_DATA FOR PROCESSING_
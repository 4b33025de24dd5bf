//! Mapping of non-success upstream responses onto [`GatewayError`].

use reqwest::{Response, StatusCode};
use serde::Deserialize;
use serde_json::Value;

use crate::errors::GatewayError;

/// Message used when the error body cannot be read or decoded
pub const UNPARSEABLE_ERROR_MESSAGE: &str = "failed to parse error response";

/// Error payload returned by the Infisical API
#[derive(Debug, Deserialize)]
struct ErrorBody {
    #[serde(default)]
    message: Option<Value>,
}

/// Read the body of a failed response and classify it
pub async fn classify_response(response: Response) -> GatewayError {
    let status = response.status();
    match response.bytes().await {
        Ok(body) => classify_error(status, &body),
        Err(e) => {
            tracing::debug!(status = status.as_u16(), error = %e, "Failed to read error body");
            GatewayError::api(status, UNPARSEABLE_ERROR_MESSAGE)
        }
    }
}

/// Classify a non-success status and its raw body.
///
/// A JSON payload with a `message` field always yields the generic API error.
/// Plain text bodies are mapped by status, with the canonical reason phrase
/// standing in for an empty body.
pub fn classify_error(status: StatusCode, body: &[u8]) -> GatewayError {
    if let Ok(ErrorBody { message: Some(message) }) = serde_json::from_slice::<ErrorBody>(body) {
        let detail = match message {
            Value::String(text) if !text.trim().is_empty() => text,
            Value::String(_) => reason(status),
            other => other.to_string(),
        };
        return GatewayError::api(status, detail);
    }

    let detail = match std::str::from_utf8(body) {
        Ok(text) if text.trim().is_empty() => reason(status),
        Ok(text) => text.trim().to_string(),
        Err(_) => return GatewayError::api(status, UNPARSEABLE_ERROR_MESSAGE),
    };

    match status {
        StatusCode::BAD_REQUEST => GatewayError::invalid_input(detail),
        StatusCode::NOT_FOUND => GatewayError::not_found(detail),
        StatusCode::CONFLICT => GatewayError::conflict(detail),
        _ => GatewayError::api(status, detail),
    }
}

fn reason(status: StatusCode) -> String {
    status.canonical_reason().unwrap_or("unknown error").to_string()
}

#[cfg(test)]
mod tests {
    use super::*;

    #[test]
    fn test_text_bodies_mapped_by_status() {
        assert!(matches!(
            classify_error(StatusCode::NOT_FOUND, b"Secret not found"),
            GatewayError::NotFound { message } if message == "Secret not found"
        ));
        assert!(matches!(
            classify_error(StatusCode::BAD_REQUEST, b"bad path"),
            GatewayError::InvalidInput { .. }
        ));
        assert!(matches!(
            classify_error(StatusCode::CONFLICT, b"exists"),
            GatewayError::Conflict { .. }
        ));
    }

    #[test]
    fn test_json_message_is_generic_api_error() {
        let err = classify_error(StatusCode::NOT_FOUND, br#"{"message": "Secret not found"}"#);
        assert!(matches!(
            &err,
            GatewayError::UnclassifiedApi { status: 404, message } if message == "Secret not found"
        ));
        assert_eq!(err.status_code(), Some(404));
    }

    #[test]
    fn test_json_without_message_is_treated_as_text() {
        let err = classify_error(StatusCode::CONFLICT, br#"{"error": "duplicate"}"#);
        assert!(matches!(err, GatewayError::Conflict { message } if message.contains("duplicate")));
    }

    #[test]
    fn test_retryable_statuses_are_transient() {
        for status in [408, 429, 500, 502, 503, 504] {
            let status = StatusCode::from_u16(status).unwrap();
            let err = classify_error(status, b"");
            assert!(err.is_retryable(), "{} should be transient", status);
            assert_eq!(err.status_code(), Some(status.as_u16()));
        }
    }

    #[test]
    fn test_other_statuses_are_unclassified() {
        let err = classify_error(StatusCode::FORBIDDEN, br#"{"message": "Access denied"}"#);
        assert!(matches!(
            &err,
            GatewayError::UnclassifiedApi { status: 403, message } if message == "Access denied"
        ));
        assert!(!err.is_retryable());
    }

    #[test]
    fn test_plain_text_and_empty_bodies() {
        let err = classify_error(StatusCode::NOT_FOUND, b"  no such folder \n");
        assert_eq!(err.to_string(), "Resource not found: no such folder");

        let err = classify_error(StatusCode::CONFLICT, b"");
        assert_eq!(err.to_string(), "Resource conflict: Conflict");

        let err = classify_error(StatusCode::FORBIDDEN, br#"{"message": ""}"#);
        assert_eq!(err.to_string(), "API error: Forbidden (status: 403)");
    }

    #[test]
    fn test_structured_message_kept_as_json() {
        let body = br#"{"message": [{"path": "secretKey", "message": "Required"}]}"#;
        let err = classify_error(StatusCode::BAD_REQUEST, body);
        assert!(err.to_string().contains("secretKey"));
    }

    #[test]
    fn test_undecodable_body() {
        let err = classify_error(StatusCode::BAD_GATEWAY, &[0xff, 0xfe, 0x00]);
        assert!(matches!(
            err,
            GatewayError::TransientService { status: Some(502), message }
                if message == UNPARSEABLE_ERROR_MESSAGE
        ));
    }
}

_WHAT IS NEEDED_
From the first line to the last, copy the records without alteration.

_YOUR RESPONSE_
repository 4b33025de24dd5bf
//! Mapping of non-success upstream responses onto [`GatewayError`].

use reqwest::{Response, StatusCode};
use serde::Deserialize;
use serde_json::Value;

use crate::errors::GatewayError;

/// Message used when the error body cannot be read or decoded
pub const UNPARSEABLE_ERROR_MESSAGE: &str = "failed to parse error response";

/// Error payload returned by the Infisical API
#[derive(Debug, Deserialize)]
struct ErrorBody {
    #[serde(default)]
    message: Option<Value>,
}

/// Read the body of a failed response and classify it
pub async fn classify_response(response: Response) -> GatewayError {
    let status = response.status();
    match response.bytes().await {
        Ok(body) => classify_error(status, &body),
        Err(e) => {
            tracing::debug!(status = status.as_u16(), error = %e, "Failed to read error body");
            GatewayError::api(status, UNPARSEABLE_ERROR_MESSAGE)
        }
    }
}

/// Classify a non-success status and its raw body.
///
/// A JSON payload with a `message` field always yields the generic API error.
/// Plain text bodies are mapped by status, with the canonical reason phrase
/// standing in for an empty body.
pub fn classify_error(status: StatusCode, body: &[u8]) -> GatewayError {
    if let Ok(ErrorBody { message: Some(message) }) = serde_json::from_slice::<ErrorBody>(body) {
        let detail = match message {
            Value::String(text) if !text.trim().is_empty() => text,
            Value::String(_) => reason(status),
            other => other.to_string(),
        };
        return GatewayError::api(status, detail);
    }

    let detail = match std::str::from_utf8(body) {
        Ok(text) if text.trim().is_empty() => reason(status),
        Ok(text) => text.trim().to_string(),
        Err(_) => return GatewayError::api(status, UNPARSEABLE_ERROR_MESSAGE),
    };

    match status {
        StatusCode::BAD_REQUEST => GatewayError::invalid_input(detail),
        StatusCode::NOT_FOUND => GatewayError::not_found(detail),
        StatusCode::CONFLICT => GatewayError::conflict(detail),
        _ => GatewayError::api(status, detail),
    }
}

fn reason(status: StatusCode) -> String {
    status.canonical_reason().unwrap_or("unknown error").to_string()
}

#[cfg(test)]
mod tests {
    use super::*;

    #[test]
    fn test_text_bodies_mapped_by_status() {
        assert!(matches!(
            classify_error(StatusCode::NOT_FOUND, b"Secret not found"),
            GatewayError::NotFound { message } if message == "Secret not found"
        ));
        assert!(matches!(
            classify_error(StatusCode::BAD_REQUEST, b"bad path"),
            GatewayError::InvalidInput { .. }
        ));
        assert!(matches!(
            classify_error(StatusCode::CONFLICT, b"exists"),
            GatewayError::Conflict { .. }
        ));
    }

    #[test]
    fn test_json_message_is_generic_api_error() {
        let err = classify_error(StatusCode::NOT_FOUND, br#"{"message": "Secret not found"}"#);
        assert!(matches!(
            &err,
            GatewayError::UnclassifiedApi { status: 404, message } if message == "Secret not found"
        ));
        assert_eq!(err.status_code(), Some(404));
    }

    #[test]
    fn test_json_without_message_is_treated_as_text() {
        let err = classify_error(StatusCode::CONFLICT, br#"{"error": "duplicate"}"#);
        assert!(matches!(err, GatewayError::Conflict { message } if message.contains("duplicate")));
    }

    #[test]
    fn test_retryable_statuses_are_transient() {
        for status in [408, 429, 500, 502, 503, 504] {
            let status = StatusCode::from_u16(status).unwrap();
            let err = classify_error(status, b"");
            assert!(err.is_retryable(), "{} should be transient", status);
            assert_eq!(err.status_code(), Some(status.as_u16()));
        }
    }

    #[test]
    fn test_other_statuses_are_unclassified() {
        let err = classify_error(StatusCode::FORBIDDEN, br#"{"message": "Access denied"}"#);
        assert!(matches!(
            &err,
            GatewayError::UnclassifiedApi { status: 403, message } if message == "Access denied"
        ));
        assert!(!err.is_retryable());
    }

    #[test]
    fn test_plain_text_and_empty_bodies() {
        let err = classify_error(StatusCode::NOT_FOUND, b"  no such folder \n");
        assert_eq!(err.to_string(), "Resource not found: no such folder");

        let err = classify_error(StatusCode::CONFLICT, b"");
        assert_eq!(err.to_string(), "Resource conflict: Conflict");

        let err = classify_error(StatusCode::FORBIDDEN, br#"{"message": ""}"#);
        assert_eq!(err.to_string(), "API error: Forbidden (status: 403)");
    }

    #[test]
    fn test_structured_message_kept_as_json() {
        let body = br#"{"message": [{"path": "secretKey", "message": "Required"}]}"#;
        let err = classify_error(StatusCode::BAD_REQUEST, body);
        assert!(err.to_string().contains("secretKey"));
    }

    #[test]
    fn test_undecodable_body() {
        let err = classify_error(StatusCode::BAD_GATEWAY, &[0xff, 0xfe, 0x00]);
        assert!(matches!(
            err,
            GatewayError::TransientService { status: Some(502), message }
                if message == UNPARSEABLE_ERROR_MESSAGE
        ));
    }
}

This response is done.